Et puis un jour, Karate.
Il y a des groupes très rares, de ceux qui portent en eux
une certaine magie. Chez certains, cette magie se mérite et se révèle au bout
d’un quasi parcours du combattant avec, à l’arrivée, la satisfaction de
comprendre et d’apprécier quelque chose de supérieur, à la beauté complexe. Et
puis il y a ceux, peut-être plus rares encore, dont la magie apparaît
instantanément, comme une évidence, sans jamais faiblir, constante dans chaque
note, à chaque écoute. On les découvre et ce qu’on entend apparaît tel que chez
ceux qu’on aime et qu’on écoute depuis toujours. Ils font tout de suite partie
de nous. Karate est de ceux-là. Il y a quelques semaines, j’ai écouté un disque
d’eux presque par hasard. Beaucoup de disques tournaient chez moi et d’un coup,
il n’y eu plus rien à faire, il n’y eu plus que Karate.
On pourrait dire d’eux que c’est un peu Pinback en plus
lo-fi ou 31 Knots en moins mathématique, mais on aurait finalement rien dit.

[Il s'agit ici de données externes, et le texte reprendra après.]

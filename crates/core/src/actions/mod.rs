//! The action catalogue.
//!
//! Each protocol message kind is its own type implementing [`Action`]: it
//! knows its wire `type`, how to build its params, whether it uses a fixed
//! correlation id, and how to interpret the agent's reply. The set is closed;
//! callers pick an action by constructing it.

mod invoke;
mod notices;

use serde::Serialize;
use serde_json::Value;
use tether_protocol::{Envelope, MessageId, Orientation, RecordingOptions, RecordingState, SyncSettings, TESTER_ROLE, ids};
use tether_runtime::{Error, Result};

pub use invoke::{Invocation, Invoke};
pub use notices::{AppNonresponsive, AppWillTerminateWithError};

/// One protocol message kind and its reply interpretation.
pub trait Action: Send + Sync {
	/// Interpreted reply.
	type Output: Send;

	/// Wire `type` of the outbound message (or of the event, for notices).
	fn kind(&self) -> &'static str;

	fn params(&self) -> Result<Value> {
		Ok(Value::Object(Default::default()))
	}

	/// Correlation id shared by every instance of this kind, if any.
	///
	/// Actions returning [`None`] get a fresh id from the transport per send.
	fn fixed_id(&self) -> Option<MessageId> {
		None
	}

	/// Interprets the parsed reply.
	fn handle(&self, reply: Envelope) -> Result<Self::Output>;
}

/// Fails with [`Error::UnexpectedResponse`] unless `reply` has type `expected`.
pub(crate) fn expect_reply(reply: &Envelope, expected: &str) -> Result<()> {
	if reply.kind == expected {
		return Ok(());
	}
	Err(Error::UnexpectedResponse {
		expected: expected.to_string(),
		received: reply_text(reply),
	})
}

pub(crate) fn reply_text(reply: &Envelope) -> String {
	serde_json::to_string(reply).unwrap_or_else(|_| format!("{reply:?}"))
}

/// Reads `params[key]` as text, rendering non-string values as JSON.
pub(crate) fn param_text(reply: &Envelope, key: &str) -> String {
	match reply.params.get(key) {
		Some(Value::String(s)) => s.clone(),
		Some(Value::Null) | None => String::new(),
		Some(other) => other.to_string(),
	}
}

fn to_params<T: Serialize>(params: &T) -> Result<Value> {
	serde_json::to_value(params).map_err(Into::into)
}

/// Declares a parameterless action acknowledged by a single reply type.
macro_rules! ack_action {
	($(#[$meta:meta])* $name:ident, $kind:literal => $done:literal $(, id = $id:expr)?) => {
		$(#[$meta])*
		#[derive(Debug, Clone, Copy, Default)]
		pub struct $name;

		impl Action for $name {
			type Output = ();

			fn kind(&self) -> &'static str {
				$kind
			}

			$(
				fn fixed_id(&self) -> Option<MessageId> {
					Some($id)
				}
			)?

			fn handle(&self, reply: Envelope) -> Result<()> {
				expect_reply(&reply, $done)
			}
		}
	};
}

ack_action!(
	/// Waits until the agent reports the app idle and ready for the first action.
	Ready, "isReady" => "ready", id = ids::READY
);
ack_action!(
	/// Reloads the React Native bundle; answered by `ready` once the reload settles.
	ReloadReactNative, "reactNativeReload" => "ready", id = ids::READY
);
ack_action!(WaitForBackground, "waitForBackground" => "waitForBackgroundDone");
ack_action!(WaitForActive, "waitForActive" => "waitForActiveDone");
ack_action!(Shake, "shakeDevice" => "shakeDeviceDone");

/// Session handshake sent right after the channel opens.
#[derive(Debug, Clone)]
pub struct Login {
	pub session_id: String,
}

impl Login {
	pub fn new(session_id: impl Into<String>) -> Self {
		Self {
			session_id: session_id.into(),
		}
	}
}

impl Action for Login {
	type Output = ();

	fn kind(&self) -> &'static str {
		"login"
	}

	fn params(&self) -> Result<Value> {
		Ok(serde_json::json!({
			"sessionId": self.session_id,
			"role": TESTER_ROLE,
		}))
	}

	fn handle(&self, reply: Envelope) -> Result<()> {
		expect_reply(&reply, "loginSuccess")
	}
}

#[derive(Debug, Clone, Copy)]
pub struct SetOrientation {
	pub orientation: Orientation,
}

impl Action for SetOrientation {
	type Output = ();

	fn kind(&self) -> &'static str {
		"setOrientation"
	}

	fn params(&self) -> Result<Value> {
		Ok(serde_json::json!({ "orientation": self.orientation }))
	}

	fn handle(&self, reply: Envelope) -> Result<()> {
		expect_reply(&reply, "setOrientationDone")
	}
}

/// End-of-session teardown request.
///
/// `stop_runner` carries whether the run succeeded, so the agent can tell a
/// clean finish from a failed test when it tears itself down.
#[derive(Debug, Clone, Copy)]
pub struct Cleanup {
	pub stop_runner: bool,
}

impl Action for Cleanup {
	type Output = ();

	fn kind(&self) -> &'static str {
		"cleanup"
	}

	fn params(&self) -> Result<Value> {
		Ok(serde_json::json!({ "stopRunner": self.stop_runner }))
	}

	fn handle(&self, reply: Envelope) -> Result<()> {
		expect_reply(&reply, "cleanupDone")
	}
}

#[derive(Debug, Clone, Default)]
pub struct SetSyncSettings {
	pub settings: SyncSettings,
}

impl Action for SetSyncSettings {
	type Output = ();

	fn kind(&self) -> &'static str {
		"setSyncSettings"
	}

	fn params(&self) -> Result<Value> {
		to_params(&self.settings)
	}

	fn handle(&self, reply: Envelope) -> Result<()> {
		expect_reply(&reply, "setSyncSettingsDone")
	}
}

/// Asks the agent what is keeping the app busy.
#[derive(Debug, Clone, Copy, Default)]
pub struct CurrentStatus;

impl CurrentStatus {
	pub const KIND: &'static str = "currentStatus";
}

impl Action for CurrentStatus {
	type Output = Value;

	fn kind(&self) -> &'static str {
		Self::KIND
	}

	fn handle(&self, reply: Envelope) -> Result<Value> {
		expect_reply(&reply, "currentStatusResult")?;
		let status = reply.params.get("status").cloned().unwrap_or(reply.params);
		tracing::info!(%status, "App status");
		Ok(status)
	}
}

/// Starts (`Some`) or stops (`None`) an Instruments recording.
#[derive(Debug, Clone, Default)]
pub struct SetRecordingState {
	pub recording: Option<RecordingOptions>,
}

impl Action for SetRecordingState {
	type Output = ();

	fn kind(&self) -> &'static str {
		"setRecordingState"
	}

	fn params(&self) -> Result<Value> {
		to_params(&RecordingState::from(self.recording.clone()))
	}

	fn handle(&self, reply: Envelope) -> Result<()> {
		expect_reply(&reply, "setRecordingStateDone")
	}
}

/// Delivers a URL, notification, or similar payload into the running app.
#[derive(Debug, Clone)]
pub struct DeliverPayload {
	pub payload: Value,
}

impl Action for DeliverPayload {
	type Output = ();

	fn kind(&self) -> &'static str {
		"deliverPayload"
	}

	fn params(&self) -> Result<Value> {
		Ok(self.payload.clone())
	}

	fn handle(&self, reply: Envelope) -> Result<()> {
		expect_reply(&reply, "deliverPayloadDone")
	}
}
//! Avro encoder.
//!
//! Schema-rigid: the Avro record schema is fixed when the encoder is
//! created and there is no way to notify a live encoder of an `ALTER`.
//! Rows whose field list is a superset of the pinned schema silently lose
//! the unknown tail; `update_schema` is a no-op. Subscribers that need the
//! new columns pick them up on service restart.
//!
//! Deletes have no row image on the wire: every data field is null,
//! `is_deleted` is true, `ref_key` carries the seqno and `row_key` the
//! base64 of the prefix-framed primary key.

use apache_avro::types::{Record, Value};
use apache_avro::{from_avro_datum, to_avro_datum, Schema};
use base64::engine::general_purpose::STANDARD as BASE64;
use base64::Engine as _;
use serde_json::json;

use crate::types::{CommonEvent, Datum, EventKind, Field, TableSchema, TypeFamily};

use super::{row_key, EncodeError, Encoder};

pub struct AvroEncoder {
    schema: TableSchema,
    avro: Schema,
}

impl AvroEncoder {
    pub fn new(namespace: &str, schema: TableSchema) -> Result<Self, EncodeError> {
        let avro = Schema::parse_str(&render_schema(namespace, &schema))?;
        Ok(AvroEncoder { schema, avro })
    }

    /// The rendered Avro schema JSON.
    pub fn avro_schema_json(&self) -> String {
        self.avro.canonical_form()
    }
}

/// Render a table schema into Avro record-schema JSON.
///
/// Also used by the schema service's `convert_to_avro`.
pub fn render_schema(namespace: &str, schema: &TableSchema) -> String {
    let mut fields: Vec<serde_json::Value> = schema
        .columns
        .iter()
        .map(|c| {
            json!({
                "name": sanitize(&c.name),
                "type": ["null", avro_type(c.family())],
                "default": null,
            })
        })
        .collect();
    fields.push(json!({"name": "ref_key", "type": ["null", "long"], "default": null}));
    fields.push(json!({"name": "row_key", "type": ["null", "string"], "default": null}));
    fields.push(json!({"name": "is_deleted", "type": ["null", "boolean"], "default": null}));

    json!({
        "type": "record",
        "name": format!("{}.{}_{}", sanitize(namespace), sanitize(&schema.db), sanitize(&schema.table)),
        "fields": fields,
    })
    .to_string()
}

fn avro_type(family: TypeFamily) -> &'static str {
    match family {
        TypeFamily::Int32 => "int",
        TypeFamily::Int64 => "long",
        TypeFamily::Float32 => "float",
        TypeFamily::Float64 => "double",
        TypeFamily::Text => "string",
        TypeFamily::Bytes => "bytes",
    }
}

/// Avro names allow `[A-Za-z0-9_]` only.
fn sanitize(name: &str) -> String {
    let mut out: String = name
        .chars()
        .map(|c| if c.is_ascii_alphanumeric() || c == '_' { c } else { '_' })
        .collect();
    if out.chars().next().map_or(true, |c| c.is_ascii_digit()) {
        out.insert(0, '_');
    }
    out
}

fn to_avro_value(family: TypeFamily, d: &Datum) -> Value {
    match (family, d) {
        (_, Datum::Null) => Value::Null,
        (TypeFamily::Int32, Datum::Int32(v)) => Value::Int(*v),
        (TypeFamily::Int32, Datum::Int64(v)) => Value::Int(*v as i32),
        (TypeFamily::Int64, Datum::Int32(v)) => Value::Long(i64::from(*v)),
        (TypeFamily::Int64, Datum::Int64(v)) => Value::Long(*v),
        (TypeFamily::Float32, Datum::Float(v)) => Value::Float(*v),
        (TypeFamily::Float32, Datum::Double(v)) => Value::Float(*v as f32),
        (TypeFamily::Float64, Datum::Double(v)) => Value::Double(*v),
        (TypeFamily::Float64, Datum::Float(v)) => Value::Double(f64::from(*v)),
        (TypeFamily::Bytes, Datum::Bytes(b)) => Value::Bytes(b.clone()),
        (TypeFamily::Bytes, Datum::Text(s)) => Value::Bytes(s.clone().into_bytes()),
        (TypeFamily::Text, _) => Value::String(d.render()),
        // Off-family leftovers degrade to their rendered form.
        (TypeFamily::Bytes, _) => Value::Bytes(d.render().into_bytes()),
        (TypeFamily::Int32, _) | (TypeFamily::Int64, _) => Value::Null,
        (TypeFamily::Float32, _) | (TypeFamily::Float64, _) => Value::Null,
    }
}

fn from_avro_value(v: Value) -> Datum {
    match unwrap_union(v) {
        Value::Null => Datum::Null,
        Value::Int(v) => Datum::Int32(v),
        Value::Long(v) => Datum::Int64(v),
        Value::Float(v) => Datum::Float(v),
        Value::Double(v) => Datum::Double(v),
        Value::String(s) => Datum::Text(s),
        Value::Bytes(b) => Datum::Bytes(b),
        Value::Boolean(b) => Datum::Int32(i32::from(b)),
        other => Datum::Text(format!("{other:?}")),
    }
}

fn unwrap_union(v: Value) -> Value {
    match v {
        Value::Union(_, inner) => *inner,
        other => other,
    }
}

impl Encoder for AvroEncoder {
    fn kind(&self) -> &'static str {
        "avro"
    }

    fn schema(&self) -> &TableSchema {
        &self.schema
    }

    fn schema_carrying(&self) -> bool {
        false
    }

    fn encode_event(&self, ev: &CommonEvent) -> Result<Vec<u8>, EncodeError> {
        if ev.kind == EventKind::Schema {
            return Err(EncodeError::Malformed(
                "avro stream cannot carry schema events".into(),
            ));
        }
        let mut record = Record::new(&self.avro)
            .ok_or_else(|| EncodeError::Malformed("schema is not a record".into()))?;

        let empty: Vec<Field> = Vec::new();
        let fields = ev.fields.as_ref().unwrap_or(&empty);
        for (i, col) in self.schema.columns.iter().enumerate() {
            // Deletes carry no row image. Inserts match by position first;
            // a field list that grew past the pinned schema is cut off
            // here, a missing column reads as null.
            let value = if ev.kind == EventKind::Delete {
                Value::Null
            } else {
                let by_pos = fields.get(i).filter(|f| f.name == col.name);
                let field = by_pos.or_else(|| fields.iter().find(|f| f.name == col.name));
                field.map_or(Value::Null, |f| to_avro_value(col.family(), &f.value))
            };
            record.put(&sanitize(&col.name), value);
        }
        record.put("ref_key", Value::Long(ev.seq_no as i64));
        record.put("row_key", Value::String(BASE64.encode(row_key(&ev.key))));
        record.put("is_deleted", Value::Boolean(ev.kind == EventKind::Delete));

        Ok(to_avro_datum(&self.avro, record)?)
    }

    fn decode_event(&self, payload: &[u8]) -> Result<CommonEvent, EncodeError> {
        let mut reader = payload;
        let value = from_avro_datum(&self.avro, &mut reader, None)?;
        let pairs = match value {
            Value::Record(pairs) => pairs,
            other => {
                return Err(EncodeError::Malformed(format!(
                    "expected avro record, got {other:?}"
                )))
            }
        };

        let mut seq_no = 0u64;
        let mut deleted = false;
        let mut row_key_b64 = String::new();
        let mut data: Vec<Field> = Vec::new();
        for (name, value) in pairs {
            match name.as_str() {
                "ref_key" => {
                    if let Datum::Int64(v) = from_avro_value(value) {
                        seq_no = v as u64;
                    }
                }
                "row_key" => {
                    if let Datum::Text(s) = from_avro_value(value) {
                        row_key_b64 = s;
                    }
                }
                "is_deleted" => {
                    deleted = matches!(from_avro_value(value), Datum::Int32(1));
                }
                _ => data.push(Field { name, value: from_avro_value(value) }),
            }
        }

        if deleted {
            let framed = BASE64
                .decode(&row_key_b64)
                .map_err(|e| EncodeError::Malformed(format!("bad row_key: {e}")))?;
            return Ok(CommonEvent {
                kind: EventKind::Delete,
                key: vec![Datum::Text(String::from_utf8_lossy(&framed).into_owned())],
                seq_no,
                timestamp: 0,
                fields: None,
            });
        }

        let key = self
            .schema
            .key_indexes()
            .into_iter()
            .map(|i| data.get(i).map_or(Datum::Null, |f| f.value.clone()))
            .collect();
        Ok(CommonEvent {
            kind: EventKind::Insert,
            key,
            seq_no,
            timestamp: 0,
            fields: Some(data),
        })
    }

    fn update_schema(&mut self, _schema: TableSchema) -> Result<(), EncodeError> {
        // Pinned for the encoder's lifetime; ALTERs become visible only
        // after a restart builds a fresh encoder.
        Ok(())
    }
}

#[cfg(test)]
mod tests {
    use super::*;
    use crate::types::ColumnSchema;

    fn col(name: &str, dt: &str, key: Option<u32>) -> ColumnSchema {
        ColumnSchema {
            name: name.into(),
            data_type: dt.into(),
            column_type: format!("{dt}(11)"),
            key_ordinal: key,
        }
    }

    fn schema() -> TableSchema {
        TableSchema {
            db: "db1".into(),
            table: "t1".into(),
            columns: vec![col("f1", "int", Some(1)), col("f3", "int", None), col("f4", "int", None)],
        }
    }

    #[test]
    fn schema_render_parses_and_names() {
        let rendered = render_schema("hp", &schema());
        // Must be a valid Avro record schema.
        Schema::parse_str(&rendered).unwrap();
        assert!(rendered.contains(r#""name":"hp.db1_t1""#));
        for meta in ["ref_key", "row_key", "is_deleted"] {
            assert!(rendered.contains(meta), "missing {meta}");
        }
    }

    #[test]
    fn sanitize_rewrites_illegal_names() {
        assert_eq!(sanitize("e2e-test.table"), "e2e_test_table");
        assert_eq!(sanitize("1col"), "_1col");
    }

    #[test]
    fn insert_round_trip() {
        let enc = AvroEncoder::new("hp", schema()).unwrap();
        let ev = enc
            .event_from_row(
                EventKind::Insert,
                &[Datum::Int32(101), Datum::Int32(0), Datum::Null],
                5,
                0,
            )
            .unwrap();
        let bytes = enc.encode_event(&ev).unwrap();
        let back = enc.decode_event(&bytes).unwrap();
        assert_eq!(back.kind, EventKind::Insert);
        assert_eq!(back.seq_no, 5);
        let fields = back.fields.unwrap();
        assert_eq!(fields.len(), 3);
        assert_eq!(fields[0].value, Datum::Int32(101));
        assert_eq!(fields[2].value, Datum::Null);
        assert_eq!(back.key, vec![Datum::Int32(101)]);
    }

    #[test]
    fn superset_rows_drop_the_unknown_tail() {
        // Encoder pinned to [f1, f3, f4]; the table has since grown f2.
        let enc = AvroEncoder::new("hp", schema()).unwrap();
        let ev = CommonEvent {
            kind: EventKind::Insert,
            key: vec![Datum::Int32(11)],
            seq_no: 9,
            timestamp: 0,
            fields: Some(vec![
                Field { name: "f1".into(), value: Datum::Int32(11) },
                Field { name: "f3".into(), value: Datum::Int32(0) },
                Field { name: "f4".into(), value: Datum::Null },
                Field { name: "f2".into(), value: Datum::Text("bbb11".into()) },
            ]),
        };
        let bytes = enc.encode_event(&ev).unwrap();
        let back = enc.decode_event(&bytes).unwrap();
        let names: Vec<&str> =
            back.fields.as_ref().unwrap().iter().map(|f| f.name.as_str()).collect();
        assert_eq!(names, vec!["f1", "f3", "f4"]);
    }

    #[test]
    fn delete_shape() {
        let enc = AvroEncoder::new("hp", schema()).unwrap();
        let ev = CommonEvent {
            kind: EventKind::Delete,
            key: vec![Datum::Int32(101)],
            seq_no: 7,
            timestamp: 0,
            fields: None,
        };
        let bytes = enc.encode_event(&ev).unwrap();
        let back = enc.decode_event(&bytes).unwrap();
        assert_eq!(back.kind, EventKind::Delete);
        assert_eq!(back.seq_no, 7);
        assert!(back.fields.is_none());
        // The delete key is the prefix-framed primary key.
        assert_eq!(back.key, vec![Datum::Text("3101".into())]);
    }

    #[test]
    fn schema_events_are_refused() {
        let enc = AvroEncoder::new("hp", schema()).unwrap();
        let ev = crate::encoder::schema_event(&schema(), 1, 0);
        assert!(enc.encode_event(&ev).is_err());
        assert!(enc.encode_schema(1, 0).unwrap().is_none());
    }
}
//! # rowtap-core
//!
//! Foundational types for the rowtap change-data-capture pipeline: the
//! common event envelope every component exchanges, the table schema model,
//! the application configuration, and the row/schema encoders (JSON,
//! MsgPack, Avro).
//!
//! The envelope is deliberately small: every record a table produces is an
//! `insert`, a `delete`, or a `schema` event, carrying the table's
//! per-table sequence number. Downstream consumers dedupe and order by that
//! sequence number alone.

pub mod config;
pub mod encoder;
pub mod types;

pub use config::AppConfig;
pub use encoder::{row_key, row_key_from_schema, Encoder};
pub use types::{ColumnSchema, CommonEvent, Datum, EventKind, Field, TableSchema, TypeFamily};
//! Row-backed distributed locks.
//!
//! A lock is a row in the `locks` table. `try_lock` is a non-blocking
//! upsert that steals expired rows, then verifies ownership by reading the
//! row back. There are no leases to refresh: a crashed owner's row expires
//! and is reconciled by the owner check on the next acquire. Ticketed
//! locks (`name.0 .. name.n-1`) bound concurrency per key.

use mysql_async::prelude::*;
use mysql_async::Pool;
use tracing::debug;
use uuid::Uuid;

use crate::Result;

/// How long an unreleased lock row stays valid. Holders refresh well
/// within this; a crashed holder's row becomes stealable after it.
pub const LOCK_TTL: std::time::Duration = std::time::Duration::from_secs(60);

const LOCK_TTL_SECS: u32 = LOCK_TTL.as_secs() as u32;

pub struct Lock {
    pool: Pool,
    owner: String,
    held: Option<String>,
}

impl Lock {
    pub fn new(pool: Pool) -> Lock {
        Lock {
            pool,
            owner: Uuid::new_v4().simple().to_string(),
            held: None,
        }
    }

    /// Try to take `name`. Non-blocking; false when another live owner
    /// holds it.
    pub async fn try_lock(&mut self, name: &str) -> Result<bool> {
        let mut conn = self.pool.get_conn().await?;
        conn.exec_drop(
            "INSERT INTO locks (name, owner, expires) \
             VALUES (?, ?, NOW() + INTERVAL ? SECOND) \
             ON DUPLICATE KEY UPDATE \
               owner = IF(expires < NOW() OR owner = VALUES(owner), VALUES(owner), owner), \
               expires = IF(owner = VALUES(owner), VALUES(expires), expires)",
            (name, &self.owner, LOCK_TTL_SECS),
        )
        .await?;
        let holder: Option<String> = conn
            .exec_first("SELECT owner FROM locks WHERE name = ?", (name,))
            .await?;
        let got = holder.as_deref() == Some(self.owner.as_str());
        if got {
            debug!(name, "lock acquired");
            self.held = Some(name.to_string());
        }
        Ok(got)
    }

    /// Try tickets `name.0 .. name.{n-1}`; any free ticket succeeds.
    pub async fn try_lock_shared(&mut self, name: &str, tickets: usize) -> Result<bool> {
        for i in 0..tickets.max(1) {
            if self.try_lock(&format!("{name}.{i}")).await? {
                return Ok(true);
            }
        }
        Ok(false)
    }

    /// Extend the TTL of the held lock.
    pub async fn refresh(&mut self) -> Result<()> {
        if let Some(name) = &self.held {
            let mut conn = self.pool.get_conn().await?;
            conn.exec_drop(
                "UPDATE locks SET expires = NOW() + INTERVAL ? SECOND \
                 WHERE name = ? AND owner = ?",
                (LOCK_TTL_SECS, name, &self.owner),
            )
            .await?;
        }
        Ok(())
    }

    /// Release the held lock, if any. Only the owner's row is removed.
    pub async fn unlock(&mut self) -> Result<()> {
        if let Some(name) = self.held.take() {
            let mut conn = self.pool.get_conn().await?;
            conn.exec_drop(
                "DELETE FROM locks WHERE name = ? AND owner = ?",
                (name.as_str(), &self.owner),
            )
            .await?;
            debug!(name = name.as_str(), "lock released");
        }
        Ok(())
    }
}

#[cfg(test)]
mod tests {
    use super::*;
    use crate::state::StateStore;
    use crate::Addr;

    async fn test_pool() -> Option<Pool> {
        let addr = Addr {
            host: "localhost".into(),
            port: 3306,
            user: "root".into(),
            password: String::new(),
            db: Some("rowtap_test_state".into()),
        };
        match StateStore::connect(&addr).await {
            Ok(store) => Some(store.pool().clone()),
            Err(_) => {
                eprintln!("no local MySQL detected, skipping");
                None
            }
        }
    }

    #[tokio::test]
    async fn exclusive_acquire_and_release() {
        let Some(pool) = test_pool().await else { return };

        let mut a = Lock::new(pool.clone());
        let mut b = Lock::new(pool.clone());

        assert!(a.try_lock("table_id.9001").await.unwrap());
        assert!(!b.try_lock("table_id.9001").await.unwrap());
        // Re-acquire by the same owner succeeds.
        assert!(a.try_lock("table_id.9001").await.unwrap());

        a.unlock().await.unwrap();
        assert!(b.try_lock("table_id.9001").await.unwrap());
        b.unlock().await.unwrap();
    }

    #[tokio::test]
    async fn shared_tickets_bound_concurrency() {
        let Some(pool) = test_pool().await else { return };

        let mut a = Lock::new(pool.clone());
        let mut b = Lock::new(pool.clone());
        let mut c = Lock::new(pool.clone());

        assert!(a.try_lock_shared("svc.cluster9", 2).await.unwrap());
        assert!(b.try_lock_shared("svc.cluster9", 2).await.unwrap());
        assert!(!c.try_lock_shared("svc.cluster9", 2).await.unwrap());

        a.unlock().await.unwrap();
        assert!(c.try_lock_shared("svc.cluster9", 2).await.unwrap());
        b.unlock().await.unwrap();
        c.unlock().await.unwrap();
    }
}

Sur leurs trois premiers disques, une certaine orfèvrerie pop vous fait de
l’œil pendant que la complexité rythmique s’occupe de rendre chaque morceau
assez dense pour être toujours passionnant. Le tout a souvent des tournures
rappelant la sécheresse d’un Fugazi tout en étant capable de vous balader sur
les terres du jazz le plus aventureux. On pense aux vieux Tortoise au détour
d’une intro et on finit par comprendre que Karate est beaucoup plus que la
somme de ces petites choses qui nous en rappellent d’autres.
Sur In Place of Real
Insight et The Bed is in the Ocean, deux
pics de leur discographie, chaque riff, break ou mélodie de chant semble
parfaitement à sa juste place, tout semble couler de source et il n’y a jamais
rien de trop, aucun remplissage. Les deux disques apparaissent alors comme
touchés par la grâce, celle d’un rock indé à la modestie artisanale, ouvragée. De
la magie. Puis, on réécoute, on s’habitue, on attend telle cassure, telle
phrase chantée en début de morceau (« On Cutting », sublime), on
prend ses aises et cette collection de morceaux devient un labyrinthe duquel on
a appris à toujours savoir sortir mais dans lequel on aime à courir, jouer à se
perdre. On se demande alors : comment c’était la vie sans Karate ?
On se met tous au Karaté, on est tous cannibales.